Referring again to FIG. 3, the nose clip 22 generally takes a 180° symmetrical turn in the convex midsection 32 about the midpoint 38. When viewed from the side, the nose clip generally makes three noticeable turns: the first turn begins in the first concave section 33 and generally ends where section 33 meets the midsection 32, the second turn occurs mainly on opposing sides of midpoint 38 in the midsection 32, and the third turn occurs where the midsection 32 meets the second concave portion 35. The first and third curves are generally less than 90° turns, typically are about 30 to 80° turns, more typically are about 45° to 75° turns, when viewed from the side as shown in FIG. 3. In use, the nose clip 22 deflects from a first position noted in solid lines in FIG. 3 to a second position shown in broken lines. When this deflection occurs, the angle α increases in size as shown in FIG. 3. In its non-deflected position, angle α is generally about 15° to 75°, preferably about 30° to 60°. In deflected condition, angle α generally is about 15° to 30° greater than its nondeflected condition. As shown, angle α is defined as the angle between the center line 44 and a tangent to the first or third curve 46 and 48, respectively. The lines intersect at the defined center point 42. When the first and second wings 28 and 30 are deflected as shown in FIG. 3, they exert a reaction force in a direction that allows the wings to return to their predefined position as noted in the solid lines. The midsection 32 also may contribute to the force that is exerted inwardly toward the wearer's nose. The first and second wing portions 28 and 30 may be formed “integrally” with the midsection 32. As the term “integral” is used in this document, it means being formed at the same time as a single part. In this sense, the whole nose clip may be formed as a single integral whole made from a molded polymeric material.
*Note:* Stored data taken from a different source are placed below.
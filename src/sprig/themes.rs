use serde::{Deserialize, Serialize};
use std::fmt;
use std::str::FromStr;

#[derive(Debug, Clone, Copy, PartialEq, Eq)]
pub struct Palette {
    pub bg: &'static str,
    pub primary: &'static str,
    pub accent: &'static str,
    pub text: &'static str,
    pub subtext: &'static str,
    pub active: &'static str,
    pub active_text: &'static str,
    pub inactive_icon: &'static str,
    pub dark_text: &'static str,
}

#[derive(Debug, Clone, Copy, PartialEq, Eq, Hash, Default, Serialize, Deserialize)]
#[serde(rename_all = "lowercase")]
pub enum ThemeId {
    #[default]
    Green,
    Blue,
    Warm,
}

impl ThemeId {
    pub const ALL: [ThemeId; 3] = [ThemeId::Green, ThemeId::Blue, ThemeId::Warm];

    pub fn as_str(&self) -> &'static str {
        match self {
            ThemeId::Green => "green",
            ThemeId::Blue => "blue",
            ThemeId::Warm => "warm",
        }
    }

    pub fn display_name(&self) -> &'static str {
        match self {
            ThemeId::Green => "Green",
            ThemeId::Blue => "Blue",
            ThemeId::Warm => "Warm",
        }
    }

    pub fn palette(&self) -> Palette {
        match self {
            ThemeId::Green => Palette {
                bg: "#809671",
                primary: "#436850",
                accent: "#E5D2B8",
                text: "#FBFADA",
                subtext: "#E5D2B8",
                active: "#D2AB80",
                active_text: "#725C3A",
                inactive_icon: "#B3B792",
                dark_text: "#12372A",
            },
            ThemeId::Blue => Palette {
                bg: "#5B7C99",
                primary: "#3D5A80",
                accent: "#C8D5E0",
                text: "#E8F1F5",
                subtext: "#C8D5E0",
                active: "#94A3B8",
                active_text: "#1E293B",
                inactive_icon: "#94A3B8",
                dark_text: "#1E293B",
            },
            ThemeId::Warm => Palette {
                bg: "#C48B5C",
                primary: "#A0522D",
                accent: "#F5DEB3",
                text: "#FFF8E7",
                subtext: "#F5DEB3",
                active: "#DEB887",
                active_text: "#4A2511",
                inactive_icon: "#E6CCB2",
                dark_text: "#4A2511",
            },
        }
    }
}

impl fmt::Display for ThemeId {
    fn fmt(&self, f: &mut fmt::Formatter<'_>) -> fmt::Result {
        f.write_str(self.as_str())
    }
}

impl FromStr for ThemeId {
    type Err = String;

    fn from_str(s: &str) -> Result<Self, Self::Err> {
        match s.trim().to_lowercase().as_str() {
            "green" => Ok(ThemeId::Green),
            "blue" => Ok(ThemeId::Blue),
            "warm" => Ok(ThemeId::Warm),
            other => Err(format!(
                "unknown theme '{}' (expected green, blue or warm)",
                other
            )),
        }
    }
}

/// Parses a `#RRGGBB` color into its components.
pub fn hex_to_rgb(hex: &str) -> Option<(u8, u8, u8)> {
    let digits = hex.strip_prefix('#')?;
    if digits.len() != 6 || !digits.is_ascii() {
        return None;
    }
    let r = u8::from_str_radix(&digits[0..2], 16).ok()?;
    let g = u8::from_str_radix(&digits[2..4], 16).ok()?;
    let b = u8::from_str_radix(&digits[4..6], 16).ok()?;
    Some((r, g, b))
}
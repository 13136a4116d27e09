use crate::commands::helpers::resolve_one;
use crate::commands::{CmdMessage, CmdResult, PlantSelector};
use crate::error::{Result, SprigError};
use crate::model::PlantPatch;
use crate::store::plant_store::PlantStore;
use crate::store::StorageBackend;

pub fn run<B: StorageBackend>(
    store: &mut PlantStore<B>,
    selector: &PlantSelector,
    patch: &PlantPatch,
) -> Result<CmdResult> {
    let mut result = CmdResult::default();
    if patch.is_empty() {
        result.add_message(CmdMessage::warning("Nothing to update"));
        return Ok(result);
    }
    if let Some(name) = &patch.name {
        if name.trim().is_empty() {
            return Err(SprigError::Api("A plant needs a name".to_string()));
        }
    }

    let target = resolve_one(store, selector)?;
    match store.update(&target.plant.id, patch)? {
        Some(plant) => {
            result.add_message(CmdMessage::success(format!(
                "Plant updated ({}): {}",
                target.index, plant.name
            )));
            result.affected_plants.push(plant);
        }
        None => {
            result.add_message(CmdMessage::warning(format!(
                "Plant {} disappeared before it could be updated",
                target.index
            )));
        }
    }
    Ok(result)
}

#[cfg(test)]
mod tests {
    use super::*;
    use crate::model::Location;
    use crate::store::plant_store::fixtures::StoreFixture;

    #[test]
    fn patches_fields_and_keeps_schedule() {
        let mut fx = StoreFixture::new().with_plant("Ficus");
        let before = fx.store.list().unwrap()[0].clone();

        let patch = PlantPatch {
            location: Some(Location::Outdoor),
            watering_frequency: Some(3),
            ..PlantPatch::default()
        };
        let result = run(&mut fx.store, &PlantSelector::Index(1), &patch).unwrap();

        let after = &result.affected_plants[0];
        assert_eq!(after.location, Location::Outdoor);
        assert_eq!(after.watering_frequency, 3);
        assert_eq!(after.id, before.id);
        assert_eq!(after.next_watering, before.next_watering);
    }

    #[test]
    fn empty_patch_writes_nothing() {
        let mut fx = StoreFixture::new().with_plant("Ficus");
        let writes = fx.store.backend().write_count();
        let result = run(&mut fx.store, &PlantSelector::Index(1), &PlantPatch::default()).unwrap();
        assert!(result.affected_plants.is_empty());
        assert_eq!(fx.store.backend().write_count(), writes);
    }

    #[test]
    fn zero_frequency_is_rejected() {
        let mut fx = StoreFixture::new().with_plant("Ficus");
        let patch = PlantPatch {
            fertilizing_frequency: Some(0),
            ..PlantPatch::default()
        };
        assert!(matches!(
            run(&mut fx.store, &PlantSelector::Index(1), &patch),
            Err(SprigError::InvalidFrequency(0))
        ));
    }

    #[test]
    fn blank_name_is_rejected() {
        let mut fx = StoreFixture::new().with_plant("Ficus");
        let patch = PlantPatch {
            name: Some(" ".into()),
            ..PlantPatch::default()
        };
        assert!(run(&mut fx.store, &PlantSelector::Index(1), &patch).is_err());
    }
}
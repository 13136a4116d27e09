use crate::commands::helpers::resolve_selectors;
use crate::commands::{CmdResult, PlantSelector};
use crate::error::Result;
use crate::store::plant_store::PlantStore;
use crate::store::StorageBackend;

pub fn run<B: StorageBackend>(
    store: &PlantStore<B>,
    selectors: &[PlantSelector],
) -> Result<CmdResult> {
    let plants = resolve_selectors(store, selectors)?;
    Ok(CmdResult::default().with_listed_plants(plants))
}

#[cfg(test)]
mod tests {
    use super::*;
    use crate::error::SprigError;
    use crate::store::plant_store::fixtures::StoreFixture;

    #[test]
    fn views_selected_plants() {
        let fx = StoreFixture::new().with_plant("Aloe").with_plant("Ficus");
        let result = run(&fx.store, &[PlantSelector::Index(2)]).unwrap();
        assert_eq!(result.listed_plants.len(), 1);
        assert_eq!(result.listed_plants[0].plant.name, "Ficus");
    }

    #[test]
    fn unknown_plant_errors() {
        let fx = StoreFixture::new().with_plant("Aloe");
        assert!(matches!(
            run(&fx.store, &[PlantSelector::Term("Ficus".into())]),
            Err(SprigError::PlantNotFound(_))
        ));
    }
}
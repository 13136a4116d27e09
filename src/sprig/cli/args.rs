use chrono::NaiveDate;
use clap::{Args, Parser, Subcommand};
use sprig::model::{HumidityLevel, LightLevel, Location, PlantType};
use sprig::themes::ThemeId;
use std::path::PathBuf;

#[derive(Parser, Debug)]
#[command(name = "sprig", version)]
#[command(about = "Keep track of watering, feeding and repotting your houseplants", long_about = None)]
pub struct Cli {
    #[command(subcommand)]
    pub command: Option<Commands>,

    /// Data directory (overrides SPRIG_DATA and the platform default)
    #[arg(long, global = true)]
    pub data: Option<PathBuf>,

    /// Verbose output
    #[arg(short, long, global = true)]
    pub verbose: bool,
}

/// Descriptive fields shared by `add` and `edit`.
#[derive(Args, Debug, Default)]
pub struct PlantFields {
    /// Botanical name
    #[arg(long)]
    pub species: Option<String>,

    /// succulent, tropical, flowering, fern, tree or other
    #[arg(long = "type", value_name = "TYPE")]
    pub kind: Option<PlantType>,

    /// indoor or outdoor
    #[arg(long)]
    pub location: Option<Location>,

    /// low, medium, bright or direct
    #[arg(long)]
    pub light: Option<LightLevel>,

    /// low, medium or high
    #[arg(long)]
    pub humidity: Option<HumidityLevel>,

    /// Temperature range, free text (e.g. "18-24°C")
    #[arg(long)]
    pub temp: Option<String>,

    /// Water every N days
    #[arg(long, value_name = "DAYS")]
    pub water_every: Option<u32>,

    /// Fertilize every N days
    #[arg(long, value_name = "DAYS")]
    pub fertilize_every: Option<u32>,

    /// Repot every N years
    #[arg(long, value_name = "YEARS")]
    pub repot_every: Option<u32>,

    /// Date the plant was acquired (YYYY-MM-DD)
    #[arg(long, value_name = "DATE")]
    pub acquired: Option<NaiveDate>,

    /// Free-form notes
    #[arg(long)]
    pub notes: Option<String>,

    /// Photo of the plant
    #[arg(long, value_name = "FILE")]
    pub image: Option<PathBuf>,
}

#[derive(Subcommand, Debug)]
pub enum Commands {
    /// Add a plant
    #[command(alias = "n")]
    Add {
        /// Name of the plant
        name: String,

        #[command(flatten)]
        fields: PlantFields,
    },

    /// List plants
    #[command(alias = "ls")]
    List {
        /// Search name and species
        #[arg(short, long)]
        search: Option<String>,

        /// Only indoor or only outdoor plants
        #[arg(short, long)]
        location: Option<Location>,
    },

    /// Show plant details
    #[command(alias = "v")]
    View {
        /// Index, name or id of the plants
        #[arg(required = true, num_args = 1..)]
        plants: Vec<String>,
    },

    /// Change a plant's details
    #[command(alias = "e")]
    Edit {
        /// Index, name or id of the plant
        plant: String,

        /// New name
        #[arg(long)]
        name: Option<String>,

        #[command(flatten)]
        fields: PlantFields,
    },

    /// Delete plants and their history
    #[command(alias = "rm")]
    Delete {
        /// Index, name or id of the plants
        #[arg(required = true, num_args = 1..)]
        plants: Vec<String>,
    },

    /// Record a watering
    #[command(alias = "w")]
    Water {
        #[arg(required = true, num_args = 1..)]
        plants: Vec<String>,
    },

    /// Record a feeding
    #[command(alias = "f")]
    Fertilize {
        #[arg(required = true, num_args = 1..)]
        plants: Vec<String>,
    },

    /// Record a repotting
    Repot {
        #[arg(required = true, num_args = 1..)]
        plants: Vec<String>,
    },

    /// Show overdue and upcoming care
    #[command(alias = "r")]
    Reminders,

    /// Show recent care across all plants
    History {
        /// Show at most N entries
        #[arg(short = 'n', long)]
        limit: Option<usize>,
    },

    /// Identify a plant from a photo
    Identify {
        /// Image file (jpg, png, webp, gif, heic)
        image: PathBuf,

        /// Add the identified plant to your collection
        #[arg(long)]
        save: bool,

        /// Location for the saved plant
        #[arg(long)]
        location: Option<Location>,
    },

    /// Show or edit your profile
    Profile {
        #[arg(long)]
        name: Option<String>,

        #[arg(long)]
        email: Option<String>,

        #[arg(long)]
        phone: Option<String>,

        /// Where you live
        #[arg(long)]
        location: Option<String>,

        #[arg(long)]
        bio: Option<String>,

        /// Avatar image file
        #[arg(long, value_name = "FILE")]
        avatar: Option<PathBuf>,
    },

    /// Show or change the color theme
    Theme {
        /// green, blue or warm
        theme: Option<ThemeId>,
    },

    /// Get or set configuration values
    Config {
        /// Configuration key (e.g. identifier, soon-days)
        key: Option<String>,

        /// Value to set
        value: Option<String>,
    },
}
FIG. 4 shows another embodiment of a nose clip 49. In this embodiment, the first and second wings 28 and 30 have first and second feet 50 and 52 extending therefrom. The feet 50 and 52 allow the nose clip 49 to be extended out further below the wearer's eyes and towards the wearer's cheeks when the mask is worn. This feature can provide further protection and improved fit on the wearer's cheeks beneath each eye. Unlike the embodiment illustrated in FIG. 2, the nose clip 49 has a generally constant width.

FIG. 5 illustrates a third embodiment of a nose clip 54. As shown, this nose clip is wider and has a general m-shape to provide first, second, and third inflections 56, 58, and 60 when viewed from the top. A nose clip that has this shape can be beneficial to fit as disclosed in U.S. Pat. No. 5,558,089 to Castiglione.

FIG. 6 illustrates a cross-section of a mask body 24 having a nose clip 22 located thereon. The mask body 24 is shown to comprise three layers. The first layer 62 may be an outer cover web that protects a second layer(s) of filter media 64. The filter media can be one or more layers of electrically charged fibers such as microfibers—see U.S. Pat. Nos. 6,824,718 and 6,454,986 to Eitzman et al., and U.S. Pat. Nos. 6,783,574, 6,375,886, and 6,119,691 to Angadjivand et al. The third layer 66 can be an inner shaping layer that provides structural shape and integrity to the multi-layered structure that comprises the mask body—see U.S. Pat. No. 5,307,796 to Kronzer et al. The shaping layer, however, can be located on the inside and/or outside of the filtration layer and can be made, for example, from a non-woven web of thermally-bondable fibers molded into a cup-shaped configuration. An inner cover web also could be used to provide the mask with a soft comfortable fit to the wearer's face—see U.S. Pat. No. 6,041,782 to Angadjivand et al. In the nose region, a nose foam 68 also can be provided to improve comfort and fit in this region of the wearer's face.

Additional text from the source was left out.